Collected data:
Content starts
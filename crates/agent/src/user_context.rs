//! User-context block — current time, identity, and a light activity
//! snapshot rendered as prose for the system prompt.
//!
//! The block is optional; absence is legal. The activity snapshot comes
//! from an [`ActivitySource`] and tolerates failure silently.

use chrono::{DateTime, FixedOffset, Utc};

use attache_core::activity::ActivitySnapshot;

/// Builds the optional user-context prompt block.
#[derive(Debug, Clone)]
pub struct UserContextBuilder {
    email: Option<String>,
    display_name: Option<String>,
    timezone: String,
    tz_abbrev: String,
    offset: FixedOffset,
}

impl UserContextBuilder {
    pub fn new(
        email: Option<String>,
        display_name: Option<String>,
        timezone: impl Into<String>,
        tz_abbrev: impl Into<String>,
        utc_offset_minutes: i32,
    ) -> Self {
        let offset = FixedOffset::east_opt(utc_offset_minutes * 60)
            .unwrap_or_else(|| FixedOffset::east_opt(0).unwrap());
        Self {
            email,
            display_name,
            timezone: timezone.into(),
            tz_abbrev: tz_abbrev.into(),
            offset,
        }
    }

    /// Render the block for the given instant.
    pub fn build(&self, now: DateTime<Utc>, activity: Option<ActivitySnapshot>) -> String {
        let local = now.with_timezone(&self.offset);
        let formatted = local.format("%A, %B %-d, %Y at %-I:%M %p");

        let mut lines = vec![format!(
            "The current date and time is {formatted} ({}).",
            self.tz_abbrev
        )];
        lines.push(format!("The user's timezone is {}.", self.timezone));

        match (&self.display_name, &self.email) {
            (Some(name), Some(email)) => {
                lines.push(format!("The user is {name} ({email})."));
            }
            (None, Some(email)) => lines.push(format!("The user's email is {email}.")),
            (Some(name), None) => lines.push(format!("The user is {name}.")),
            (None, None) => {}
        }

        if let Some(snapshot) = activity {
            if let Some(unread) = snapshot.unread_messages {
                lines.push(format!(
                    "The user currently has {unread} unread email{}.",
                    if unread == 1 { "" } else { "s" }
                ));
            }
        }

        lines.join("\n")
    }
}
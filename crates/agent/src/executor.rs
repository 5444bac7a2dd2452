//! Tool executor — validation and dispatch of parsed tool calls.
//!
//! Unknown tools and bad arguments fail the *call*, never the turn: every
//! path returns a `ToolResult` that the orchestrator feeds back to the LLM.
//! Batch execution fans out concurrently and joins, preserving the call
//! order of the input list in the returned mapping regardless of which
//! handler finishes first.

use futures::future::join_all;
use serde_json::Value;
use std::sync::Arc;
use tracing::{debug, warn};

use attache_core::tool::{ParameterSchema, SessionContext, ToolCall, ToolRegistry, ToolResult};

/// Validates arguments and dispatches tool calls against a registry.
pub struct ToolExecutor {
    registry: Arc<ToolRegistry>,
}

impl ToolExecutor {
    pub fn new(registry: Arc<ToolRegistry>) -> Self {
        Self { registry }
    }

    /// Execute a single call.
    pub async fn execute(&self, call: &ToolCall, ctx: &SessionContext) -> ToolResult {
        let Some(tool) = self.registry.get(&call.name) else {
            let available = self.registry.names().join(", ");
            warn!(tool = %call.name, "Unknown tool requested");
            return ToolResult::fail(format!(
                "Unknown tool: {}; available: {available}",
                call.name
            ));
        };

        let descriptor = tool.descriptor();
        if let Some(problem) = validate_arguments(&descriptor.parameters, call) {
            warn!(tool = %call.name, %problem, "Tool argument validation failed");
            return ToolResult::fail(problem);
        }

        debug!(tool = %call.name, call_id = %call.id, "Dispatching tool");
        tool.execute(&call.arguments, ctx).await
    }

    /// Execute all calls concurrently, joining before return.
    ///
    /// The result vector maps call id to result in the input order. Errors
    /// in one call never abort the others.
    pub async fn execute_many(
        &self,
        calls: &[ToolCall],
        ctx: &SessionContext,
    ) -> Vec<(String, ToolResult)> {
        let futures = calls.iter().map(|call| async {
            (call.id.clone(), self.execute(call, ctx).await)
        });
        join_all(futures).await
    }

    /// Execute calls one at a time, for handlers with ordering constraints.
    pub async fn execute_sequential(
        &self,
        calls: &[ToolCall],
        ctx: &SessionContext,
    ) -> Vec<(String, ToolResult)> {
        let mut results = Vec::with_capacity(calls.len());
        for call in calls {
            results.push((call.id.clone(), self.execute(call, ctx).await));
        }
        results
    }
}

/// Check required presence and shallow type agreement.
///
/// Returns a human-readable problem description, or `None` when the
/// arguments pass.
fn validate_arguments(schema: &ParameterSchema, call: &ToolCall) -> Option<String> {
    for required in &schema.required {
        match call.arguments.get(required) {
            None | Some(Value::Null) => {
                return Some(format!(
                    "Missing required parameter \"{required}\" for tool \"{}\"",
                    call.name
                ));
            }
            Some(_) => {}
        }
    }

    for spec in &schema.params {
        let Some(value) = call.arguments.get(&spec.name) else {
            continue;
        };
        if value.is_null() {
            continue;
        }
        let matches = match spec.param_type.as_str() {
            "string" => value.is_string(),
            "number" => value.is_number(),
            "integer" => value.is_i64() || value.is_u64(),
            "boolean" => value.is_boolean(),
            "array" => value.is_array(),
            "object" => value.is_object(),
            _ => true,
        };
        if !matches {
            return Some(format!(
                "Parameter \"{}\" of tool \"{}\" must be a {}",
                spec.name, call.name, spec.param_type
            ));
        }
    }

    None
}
Content ends
Please write out, exactly as they appear above, only the lines in the stretch from the line with "if let Some(snapshot)" through the line with "use futures::future::join_all;".

> [RESULT OF THIS TASK]:
        if let Some(snapshot) = activity {
            if let Some(unread) = snapshot.unread_messages {
                lines.push(format!(
                    "The user currently has {unread} unread email{}.",
                    if unread == 1 { "" } else { "s" }
                ));
            }
        }

        lines.join("\n")
    }
}
filename crates/agent/src/executor.rs
repository 5444bac7a2dd2452
//! Tool executor — validation and dispatch of parsed tool calls.
//!
//! Unknown tools and bad arguments fail the *call*, never the turn: every
//! path returns a `ToolResult` that the orchestrator feeds back to the LLM.
//! Batch execution fans out concurrently and joins, preserving the call
//! order of the input list in the returned mapping regardless of which
//! handler finishes first.

use futures::future::join_all;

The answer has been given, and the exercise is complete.